LL-37: How a tiny peptide carries out its great responsibility in the innate immune system
Keywords:LL-37, cathelicidin peptide, model cell membranes, peptide-membrane interaction.
Elucidating the mode of action of antimicrobial peptides (AMPs) in cell membrane disruption is a topic of interest in understanding the efficiency of different AMPs, which is beneficial in designing antibiotics with desired potency and selectivity. As a key component of the innate immunity system, human cathelicidin LL-37 plays a crucial role in protecting human against infectious diseases. LL-37 kills cells by disrupting the membrane integrity through physical interaction with cell membranes. In this paper, we investigated the molecular interactions of LL-37 with various model cell membranes using Sum Frequency Generation (SFG), a modern vibrational spectroscopic technique. 1-palmitoyl-2-oleoyl-sn-glycero-3-[phospho-rac-(1-glycerol)] (POPG) and 1-palmitoyl-2-oleoyl-sn-glycero-3-phosphocholine (POPC) supported bilayers were used as models for bacterial cell membranes and mammalian cell membranes, respectively. In our experiments, the helical
LL-37 molecules associated with the POPG/POPG bilayer surface at a tilt angle of 50o from the bilayer normal, indicating a toroidal pore mechanism of action for the peptide at a concentration of 400 nM. On the contrary, no interactions were observed between LL-37 and a zwitterionic POPC bilayer at much higher peptide concentrations (∼1.2 μM).

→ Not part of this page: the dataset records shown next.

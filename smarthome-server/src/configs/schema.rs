use crate::models::{DeviceTable, ReadingTable, SensorTable, Table};

/// Tables in creation order; disposal runs in reverse.
pub struct SchemaManager {
    tables: Vec<Box<dyn Table>>,
}

impl SchemaManager {
    pub fn new(tables: Vec<Box<dyn Table>>) -> Self {
        Self { tables }
    }

    pub fn create_schema(&self) -> Vec<String> {
        self.tables.iter().map(|table| table.create()).collect()
    }

    pub fn dispose_schema(&self) -> Vec<String> {
        self.tables.iter().rev().map(|table| table.dispose()).collect()
    }
}

impl Default for SchemaManager {
    fn default() -> Self {
        // Referenced tables first
        SchemaManager::new(vec![
            Box::new(DeviceTable),
            Box::new(SensorTable),
            Box::new(ReadingTable),
        ])
    }
}
mod reading_handle;

pub use reading_handle::*;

Cholesterol is shown to suppress peptide-induced disorder in the lipid bilayer membranes. These results would explain a selective effect of LL-37 on bacteria over mammalian cells. Additionally, in order to deduce the orientation of LL-37 on model cell membranes, we have introduced a modified data analysis approach. Our findings demonstrate that SFG is a powerful technique which can provide insights into the molecular interactions between antimicrobial peptides possessing multiple helical segments and cell membranes.